What the task requires — Every entry should be copied exactly, with nothing added or dropped.

* * *

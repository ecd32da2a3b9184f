//! # Error Handling
//!
//! This module defines the centralized error handling mechanism for the
//! `gyt` library. It uses the `thiserror` library to create an `Error` enum
//! that covers the anticipated failure modes, providing clear and
//! descriptive error messages.
//!
//! ## Key Components
//!
//! - **`Error`**: The main enum that represents all possible errors that can
//!   occur within the library. Each variant carries the context needed to
//!   explain the failure to a user.
//!
//! - **`Result<T>`**: A type alias for `std::result::Result<T, Error>`, used
//!   throughout the library to simplify function signatures.
//!
//! The binary wraps these errors in `anyhow` and adds `hint:` lines through
//! the `suggestions` module where a fix is obvious.

use std::path::PathBuf;

use thiserror::Error;

/// Main error type for gyt operations
#[derive(Error, Debug)]
pub enum Error {
    /// The directory does not contain a `.gyt` repository.
    #[error("Not a gyt repository: {}", path.display())]
    NotARepository { path: PathBuf },

    /// `commit` was invoked with an empty staging area.
    #[error("No milestones staged")]
    NothingStaged,

    /// A milestone or commit message was empty after trimming.
    #[error("{what} message must not be empty")]
    EmptyMessage { what: &'static str },

    /// A configuration key did not have the `section.name` shape.
    #[error("Invalid config key '{key}': {reason}")]
    InvalidConfigKey { key: String, reason: String },

    /// A configuration key was looked up but never set.
    #[error("Config key not set: {key}")]
    ConfigKeyNotFound { key: String },

    /// `push` found no remote in the flags or configuration.
    #[error("No remote configured")]
    NoRemote,

    /// The remote URL is not usable for a push.
    #[error("Invalid remote URL '{url}': {message}")]
    InvalidRemote { url: String, message: String },

    /// A repository file held data of an unexpected shape.
    #[error("Corrupt repository file {}: {message}", path.display())]
    Corrupt { path: PathBuf, message: String },

    /// An I/O error, wrapped from `std::io::Error`.
    #[error("I/O error: {0}")]
    Io(#[from] std::io::Error),

    /// A JSON (de)serialization error, wrapped from `serde_json::Error`.
    #[error("JSON error: {0}")]
    Json(#[from] serde_json::Error),

    /// A URL parsing error, wrapped from `url::ParseError`.
    #[error("URL parsing error: {0}")]
    UrlParse(#[from] url::ParseError),

    /// A regular expression error, wrapped from `regex::Error`.
    #[error("Regex error: {0}")]
    Regex(#[from] regex::Error),
}

/// A convenient type alias for `Result<T, Error>`.
pub type Result<T> = std::result::Result<T, Error>;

* * *

Your solution —
repository ecd32da2a3b9184f
//! # Error Handling
//!
//! This module defines the centralized error handling mechanism for the
//! `gyt` library. It uses the `thiserror` library to create an `Error` enum
//! that covers the anticipated failure modes, providing clear and
//! descriptive error messages.
//!
//! ## Key Components
//!
//! - **`Error`**: The main enum that represents all possible errors that can
//!   occur within the library. Each variant carries the context needed to
//!   explain the failure to a user.
//!
//! - **`Result<T>`**: A type alias for `std::result::Result<T, Error>`, used
//!   throughout the library to simplify function signatures.
//!
//! The binary wraps these errors in `anyhow` and adds `hint:` lines through
//! the `suggestions` module where a fix is obvious.

use std::path::PathBuf;

use thiserror::Error;

/// Main error type for gyt operations
#[derive(Error, Debug)]
pub enum Error {
    /// The directory does not contain a `.gyt` repository.
    #[error("Not a gyt repository: {}", path.display())]
    NotARepository { path: PathBuf },

    /// `commit` was invoked with an empty staging area.
    #[error("No milestones staged")]
    NothingStaged,

    /// A milestone or commit message was empty after trimming.
    #[error("{what} message must not be empty")]
    EmptyMessage { what: &'static str },

    /// A configuration key did not have the `section.name` shape.
    #[error("Invalid config key '{key}': {reason}")]
    InvalidConfigKey { key: String, reason: String },

    /// A configuration key was looked up but never set.
    #[error("Config key not set: {key}")]
    ConfigKeyNotFound { key: String },

    /// `push` found no remote in the flags or configuration.
    #[error("No remote configured")]
    NoRemote,

    /// The remote URL is not usable for a push.
    #[error("Invalid remote URL '{url}': {message}")]
    InvalidRemote { url: String, message: String },

    /// A repository file held data of an unexpected shape.
    #[error("Corrupt repository file {}: {message}", path.display())]
    Corrupt { path: PathBuf, message: String },

    /// An I/O error, wrapped from `std::io::Error`.
    #[error("I/O error: {0}")]
    Io(#[from] std::io::Error),

    /// A JSON (de)serialization error, wrapped from `serde_json::Error`.
    #[error("JSON error: {0}")]
    Json(#[from] serde_json::Error),

    /// A URL parsing error, wrapped from `url::ParseError`.
    #[error("URL parsing error: {0}")]
    UrlParse(#[from] url::ParseError),

    /// A regular expression error, wrapped from `regex::Error`.
    #[error("Regex error: {0}")]
    Regex(#[from] regex::Error),
}

/// A convenient type alias for `Result<T, Error>`.
pub type Result<T> = std::result::Result<T, Error>;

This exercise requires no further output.